Did you have fun imagining their conversations?
There’s no small talk with dogs. Just the essentials. If they do speak to each other, it’s only at a point when they’d normally growl or bark. They don’t do that often. It has to be a situation where that’s happening or could happen in life. It’s a bit of a mix of reality and fantasy. I try to stay true to that.

You have worked on covers for the New Yorker magazine and also on films before coming to children’s books. Would you say that one was more helpful than the other, in terms of creating a story in 32 pages?
I think doing any of that kind of image-making is just like movies. Every picture tells a story. If you’re not telling a story–even in just a single image–then nothing is really happening. I think that’s why I’ve met some success in character design for the movies. In a sketch, if there’s something in that character that people respond to, then it will succeed. A lot of stuff goes into the round file [trash]. It might even be a pretty good drawing or design. But if it doesn’t have that extra something to it, it doesn’t rate.

I’d love to see Mister Bud and Zorro on the big screen.
That’s tricky. If something arrives as a book, everyone makes their own movie [in their heads]. You have to make the movie so well that you don’t disturb that. One of the best movies ever made is that half-hour A Charlie Brown Christmas. It’s so simple and so perfect. That’s a great example of something that couldn’t have messed up anyone’s interior movie of that strip. Hold that up against, say, The Polar Express. Here you took Van Allsburg’s beautiful story, and you stretched it out to this feature-length film. The trick is boiling it down.

How did you create the illustrations?
I just used watercolor in these, and that’s new for me, and hard to do. I’ve always used pencils to flesh out the piece or correct the paintings and enrich the whole thing. But I thought when I started Zorro, these stories are really simple and have to be told as vignettes. I wanted it to be character-driven, and a step or two beyond sketches.

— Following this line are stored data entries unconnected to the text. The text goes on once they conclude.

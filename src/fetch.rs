use std::time::Duration;

use async_trait::async_trait;
use serde_json::Value;
use wreq::Client;

use crate::config::ApiConfig;
use crate::error::{self, FlightError};

pub const SEARCH_AIRPORT_PATH: &str = "/api/v1/flights/searchAirport";
pub const SEARCH_FLIGHTS_PATH: &str = "/api/v2/flights/searchFlights";
pub const NEARBY_AIRPORTS_PATH: &str = "/api/v1/flights/getNearByAirports";
pub const FLIGHT_DETAILS_PATH: &str = "/api/v1/flights/getFlightDetails";
pub const PRICE_CALENDAR_PATH: &str = "/api/v1/flights/getPriceCalendar";

pub type Query = Vec<(String, String)>;

#[async_trait]
pub trait Transport: Send + Sync {
    async fn get_json(&self, path: &str, query: &Query) -> Result<Value, FlightError>;
}

#[derive(Clone)]
pub struct FetchOptions {
    pub proxy: Option<String>,
    pub timeout: u64,
}

impl Default for FetchOptions {
    fn default() -> Self {
        Self {
            proxy: None,
            timeout: 30,
        }
    }
}

pub struct HttpTransport {
    client: Client,
    config: ApiConfig,
}

impl HttpTransport {
    pub fn new(config: ApiConfig, options: &FetchOptions) -> Result<Self, FlightError> {
        let mut builder = Client::builder().timeout(Duration::from_secs(options.timeout));

        if let Some(ref proxy) = options.proxy {
            builder = builder.proxy(wreq::Proxy::all(proxy).map_err(error::from_http_error)?);
        }

        let client = builder.build().map_err(error::from_http_error)?;
        Ok(Self { client, config })
    }
}

#[async_trait]
impl Transport for HttpTransport {
    async fn get_json(&self, path: &str, query: &Query) -> Result<Value, FlightError> {
        if !self.config.is_configured() {
            return Err(FlightError::NotConfigured);
        }

        let url = format!("{}{path}", self.config.base_url());
        tracing::debug!(%url, params = query.len(), "GET");

        let response = self
            .client
            .get(&url)
            .header("x-rapidapi-key", self.config.api_key.trim())
            .header("x-rapidapi-host", self.config.api_host.trim())
            .query(query)
            .send()
            .await
            .map_err(error::from_http_error)?;

        let status = response.status().as_u16();
        match status {
            429 => return Err(FlightError::RateLimited),
            _ if !(200..300).contains(&status) => return Err(FlightError::HttpStatus(status)),
            _ => {}
        }

        let body = response.text().await.map_err(error::from_http_error)?;
        serde_json::from_str(&body).map_err(|e| FlightError::InvalidResponse(e.to_string()))
    }
}

pub(crate) fn param(key: &str, value: impl Into<String>) -> (String, String) {
    (key.to_string(), value.into())
}
use std::sync::atomic::{AtomicU64, Ordering};
use std::sync::{Arc, Mutex, MutexGuard, PoisonError};

use serde::Serialize;
use tokio_util::sync::CancellationToken;

use crate::api::FlightService;
use crate::error;
use crate::filter;
use crate::model::{FilterUpdate, Flight, FlightFilters, FlightSearchParams, PriceRange, SortOption};

#[derive(Debug, Clone, Default, Serialize)]
pub struct SearchState {
    pub search_params: Option<FlightSearchParams>,
    pub flights: Vec<Flight>,
    pub is_loading: bool,
    pub error: Option<String>,
    pub filters: FlightFilters,
    pub sort: SortOption,
}

pub struct SearchOrchestrator {
    service: Arc<FlightService>,
    state: Mutex<SearchState>,
    generation: AtomicU64,
    inflight: Mutex<Option<CancellationToken>>,
}

impl SearchOrchestrator {
    pub fn new(service: Arc<FlightService>) -> Self {
        Self {
            service,
            state: Mutex::new(SearchState::default()),
            generation: AtomicU64::new(0),
            inflight: Mutex::new(None),
        }
    }

    fn state(&self) -> MutexGuard<'_, SearchState> {
        self.state.lock().unwrap_or_else(PoisonError::into_inner)
    }

    pub fn snapshot(&self) -> SearchState {
        self.state().clone()
    }

    /// Returns whether this call's results were committed.
    pub async fn perform_search(&self, params: FlightSearchParams) -> bool {
        let token = CancellationToken::new();
        let generation = {
            let mut state = self.state();
            let generation = self.generation.fetch_add(1, Ordering::SeqCst) + 1;
            if let Some(previous) = self
                .inflight
                .lock()
                .unwrap_or_else(PoisonError::into_inner)
                .replace(token.clone())
            {
                previous.cancel();
            }
            state.is_loading = true;
            state.error = None;
            state.search_params = Some(params.clone());
            generation
        };

        let outcome = self.service.search_flights(&params, &token).await;

        // The generation only advances while the state lock is held.
        let mut state = self.state();
        if self.generation.load(Ordering::SeqCst) != generation {
            tracing::debug!(generation, "discarding superseded search");
            return false;
        }
        match outcome {
            Ok(flights) => {
                state.filters.price_range =
                    PriceRange::from_prices(flights.iter().map(|f| f.price)).unwrap_or(PriceRange::DEFAULT);
                state.flights = flights;
            }
            Err(err) => {
                state.error = Some(error::user_message(&err, None));
                state.flights.clear();
            }
        }
        state.is_loading = false;
        true
    }

    pub fn set_filters(&self, update: FilterUpdate) {
        self.state().filters.merge(update);
    }

    pub fn clear_filters(&self) {
        let mut state = self.state();
        let price_range = PriceRange::from_prices(state.flights.iter().map(|f| f.price))
            .unwrap_or(PriceRange::DEFAULT);
        state.filters = FlightFilters {
            price_range,
            ..FlightFilters::default()
        };
    }

    pub fn set_sort(&self, sort: SortOption) {
        self.state().sort = sort;
    }

    pub fn filtered_flights(&self) -> Vec<Flight> {
        let state = self.state();
        filter::apply_filters(&state.flights, &state.filters, state.sort)
    }
}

The best part of an image is the part I couldn’t control, the happy accident. When something strange would happen in a piece, it would always be better than something I might purposefully do. Like when Zorro is shifting position on the couch. I did a lot of takes on that. I was still working with pencil and trying to shape it and tone it. I thought, “I have to paint the couch really quickly, and it’s either going to hit or not.” There are little things where the paint did everything on its own,. But then I had to repeat it. And that was alright, too. It wasn’t as hard as I thought it would be.

What’s next for Mister Bud and Zorro?
Zorro is based loosely on my aunt’s pug named Ozzie. I have dyslexia, so I called him Zorro. The Os and Zs I get all mixed up. Every now and then she’ll give Ozzie an outfit and I always feel sorry for him. He always puts up with it, but you can tell he doesn’t like it. It’s slightly crooked. He’s just enduring it. The next story is about that. Mister Bud is kind of neutral but doesn’t want his new pal to be upset. They have an adventure in the park and it all works out in the end.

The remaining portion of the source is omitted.